03. Januar 2019

Reiner Hellwig wird neuer Justiziar des Diakonischen Werks Württemberg

© Privatbild Reiner Hellwig

Verband hat vielseitig erfahrenen und kompetenten Juristen gewonnen

Stuttgart, 3. Januar 2018. Neuer Justiziar des Diakonischen Werks Württemberg ist Reiner Hellwig. Der 51-jährige Jurist ist Nachfolger von Uwe Rzadkowski, der in den Ruhestand geht. Hellwig war zuletzt Kaufmännischer und Verlegerischer Leiter der Deutschen Bibelgesellschaft. „Wir freuen uns, mit Herrn Hellwig einen vielseitig erfahrenen Juristen gewonnen zu haben, der die Kompetenz für die besonderen Anforderungen unseres Wohlfahrtsverbands mitbringt“, sagt Oberkirchenrat Dieter Kaufmann, Vorstandsvorsitzender des Diakonischen Werks Württemberg. Erfreulich sei auch, dass der neue Abteilungsleiter in der württembergischen Landeskirche verwurzelt ist. Hellwig tritt seinen Dienst am 1. März 2019 an.

Hellwig leitet künftig die Abteilung Justiziariat, Arbeits- und Sozialrecht, in deren Zuständigkeit auch die Rechtsberatung der Diakonie-Sozialstationen gehört. Zu seinen Aufgaben gehört maßgeblich die Bearbeitung rechtlicher Grundsatzfragen, insbesondere auf dem Gebiet des Kirchlichen Arbeitsrechts, des Vereins-, Stiftungs- und weiteren Gesellschaftsrechts, des Staatskirchenrechts und des Gemeinnützigkeitsrechts. Auch die Umsetzung des Kirchen- sowie des Mitgliedschafts- und Satzungsrechts gehört dazu. Hellwig berät das Diakonische Werk Württemberg bei Vertragsangelegenheiten und vertritt es in Verhandlungen. Auch rechtliche Anfragen der Mitgliedseinrichtungen gilt es in seiner Abteilung zu bearbeiten.

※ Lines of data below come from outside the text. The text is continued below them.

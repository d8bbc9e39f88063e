//! Offscreen device and frame target for tests and image capture

use crate::context::{create_color_target, create_depth_texture, request_device, RenderError};
use crate::frame::FrameTarget;

/// A device without a window, rendering into its own color + depth pair
pub struct HeadlessContext {
    pub device: wgpu::Device,
    pub queue: wgpu::Queue,
    pub format: wgpu::TextureFormat,
    pub width: u32,
    pub height: u32,
    color_texture: wgpu::Texture,
    color_view: wgpu::TextureView,
    _depth_texture: wgpu::Texture,
    depth_view: wgpu::TextureView,
}

impl HeadlessContext {
    pub async fn new(width: u32, height: u32) -> Result<Self, RenderError> {
        let instance = wgpu::Instance::new(wgpu::InstanceDescriptor::default());
        let (_, device, queue) = request_device(&instance, None, "Lumen Headless Device").await?;

        let format = wgpu::TextureFormat::Rgba8UnormSrgb;
        let (width, height) = (width.max(1), height.max(1));
        let (color_texture, color_view) = create_color_target(
            &device,
            format,
            width,
            height,
            wgpu::TextureUsages::COPY_SRC,
            "Headless Color Texture",
        );
        let (depth_texture, depth_view) = create_depth_texture(&device, width, height, "Headless Depth Texture");

        Ok(Self {
            device,
            queue,
            format,
            width,
            height,
            color_texture,
            color_view,
            _depth_texture: depth_texture,
            depth_view,
        })
    }

    pub fn target(&self) -> FrameTarget<'_> {
        FrameTarget {
            color: &self.color_view,
            depth: &self.depth_view,
            width: self.width,
            height: self.height,
        }
    }

    /// Copy the color target back as tightly packed RGBA8 rows
    pub async fn read_pixels(&self) -> Result<Vec<u8>, RenderError> {
        let row_bytes = self.width * 4;
        let padded_row_bytes = padded_row_size(row_bytes);

        let staging = self.device.create_buffer(&wgpu::BufferDescriptor {
            label: Some("Frame Readback Buffer"),
            size: u64::from(padded_row_bytes) * u64::from(self.height),
            usage: wgpu::BufferUsages::COPY_DST | wgpu::BufferUsages::MAP_READ,
            mapped_at_creation: false,
        });

        let mut encoder = self
            .device
            .create_command_encoder(&wgpu::CommandEncoderDescriptor {
                label: Some("Frame Readback Encoder"),
            });
        encoder.copy_texture_to_buffer(
            self.color_texture.as_image_copy(),
            wgpu::ImageCopyBuffer {
                buffer: &staging,
                layout: wgpu::ImageDataLayout {
                    offset: 0,
                    bytes_per_row: Some(padded_row_bytes),
                    rows_per_image: Some(self.height),
                },
            },
            self.color_texture.size(),
        );
        self.queue.submit(std::iter::once(encoder.finish()));

        let slice = staging.slice(..);
        let (tx, rx) = std::sync::mpsc::channel();
        slice.map_async(wgpu::MapMode::Read, move |result| {
            let _ = tx.send(result);
        });
        self.device.poll(wgpu::Maintain::Wait);
        rx.recv()
            .map_err(|e| RenderError::BufferReadFailed(e.to_string()))?
            .map_err(|e| RenderError::BufferReadFailed(e.to_string()))?;

        let pixels = {
            let mapped = slice.get_mapped_range();
            strip_row_padding(&mapped, row_bytes, padded_row_bytes)
        };
        staging.unmap();
        Ok(pixels)
    }

    pub fn aspect_ratio(&self) -> f32 {
        self.width as f32 / self.height as f32
    }
}

fn padded_row_size(row_bytes: u32) -> u32 {
    row_bytes.div_ceil(wgpu::COPY_BYTES_PER_ROW_ALIGNMENT) * wgpu::COPY_BYTES_PER_ROW_ALIGNMENT
}

fn strip_row_padding(data: &[u8], row_bytes: u32, padded_row_bytes: u32) -> Vec<u8> {
    data.chunks(padded_row_bytes as usize)
        .flat_map(|row| &row[..row_bytes as usize])
        .copied()
        .collect()
}

#[cfg(test)]
mod tests {
    use super::*;

    #[test]
    fn rows_pad_to_copy_alignment() {
        assert_eq!(padded_row_size(64 * 4), 256);
        assert_eq!(padded_row_size(65 * 4), 512);
    }

    #[test]
    fn padding_is_removed_per_row() {
        let mut data = vec![1u8; 8];
        data.extend([0u8; 248]);
        data.extend([2u8; 8]);
        data.extend([0u8; 248]);
        let pixels = strip_row_padding(&data, 8, 256);
        assert_eq!(pixels, [[1u8; 8], [2u8; 8]].concat());
    }
}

„Ich freue mich darauf, mit meiner Erfahrung und Kompetenz am diakonischen Auftrag mitwirken zu können“, sagt Hellwig. Ihn locken die „facettenreichen Aufgaben“ bei der Diakonie.

Reiner Hellwig ist in Giengen an der Brenz aufgewachsen. Nach dem Jura-Studium in Tübingen war er Referendar am Landgericht Heilbronn und absolvierte am Oberlandesgericht Stuttgart sein zweites Staatsexamen. Schon während des Studiums arbeitete er in einer Buchhandlung, die er nach dem 2. juristischen Staatsexamen für einige Jahre übernahm. In dieser Zeit war er parallel zu seiner Tätigkeit als Buchhändler auch als Anwalt zugelassen und in einer Stuttgarter Kanzlei tätig. Nach der Tätigkeit in unterschiedlichen Unternehmen wechselte Hellwig zur Deutschen Bibelgesellschaft, einer kirchlichen Stiftung öffentlichen Rechts.